One evening, driving late but feeling fully awake, I realised I was approaching 80mph and the central barrier of a dual carriageway. Moments from impact, my eyes were open - they just weren’t on the road. I swerved, and drove home on the adrenaline.
I experienced insomnia from before I could name it, or realise it was anything other than normal. This is the only time I ever felt unsafe on little sleep, but I know that these micro-sleeps, lapses in participation in reality, happened for years. In the middle of conversations, cooking, lessons, lectures, parties, sport… even sex.
It shames me now, but narrowly avoiding splattering myself and my car across a concrete bank, potentially injuring others in the process and devastating everyone I knew, wasn’t the moment where I accepted responsibility for resolving my insomnia. It was six years later, when someone asked what was stopping me from seeking the help I clearly needed. Not in the form of another medication (of which I’d tried many), but in therapy. Was it pride, or an unspoken belief that insomnia made me interesting? It was both.

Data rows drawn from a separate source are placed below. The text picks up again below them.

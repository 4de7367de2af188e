//! This crate contains the source code for the binary of the gridsearch visualizer.

#![expect(
    clippy::cargo_common_metadata,
    reason = "Temporary allow during development."
)]
#![expect(
    unused_crate_dependencies,
    reason = "The dependencies are used in the library crate."
)]

use clap::Parser as _;
use color_eyre::{eyre::Result, install};
use gridsearch::{App, Config};

fn main() -> Result<()> {
    install()?;

    let config = Config::parse();
    config.init_logging()?;

    let mut terminal = ratatui::init();
    let result = App::new(&config).run(&mut terminal);
    ratatui::restore();

    result
}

I’m not sure exactly when I began to fetishize my own sleep disorder, turning it from an experience into an identity, a label that somehow defined or explained me. But I do know that fiction is full of fetishized insomniacs, usually men, who are wildly, destructively interesting. They’re frantically typing out poetry in the small hours of the morning; they’re starting fight clubs and financial anarchy on the outskirts of the city. They’re chain-smoking, eye-twitching, gaunt and handsome and intense. They’re fuelled by manic energy (or amphetamines) that leaves them with twice the time. I think I wanted to be the kind of person for whom sleep was a waste, and therapy useless. Tyler Durden: an unusual role model for a prepubescent girl.
In fact, my role model was more likely Jo March. At 11 years old, I wanted to be a writer. But as your average happy, coddled 11 year old (and 15 year old, and 23 year old…), I hadn’t done anything interesting, written anything worth reading, or experienced anything worth writing about. Insomniac was a label that guaranteed I was interesting despite this. Of course I was creative, inspired, energised - I was so intensely all of these thing that I had a recognised medical condition. From Kafka and Kerouac, to Dickens, Dickinson, Fitzgerald, Shelley, Updike, Conrad, Hemingway, Wordsworth, Whitman, Woolf and Wharton, the sleeplessness of the writer-insomniac endorsed my own authenticity.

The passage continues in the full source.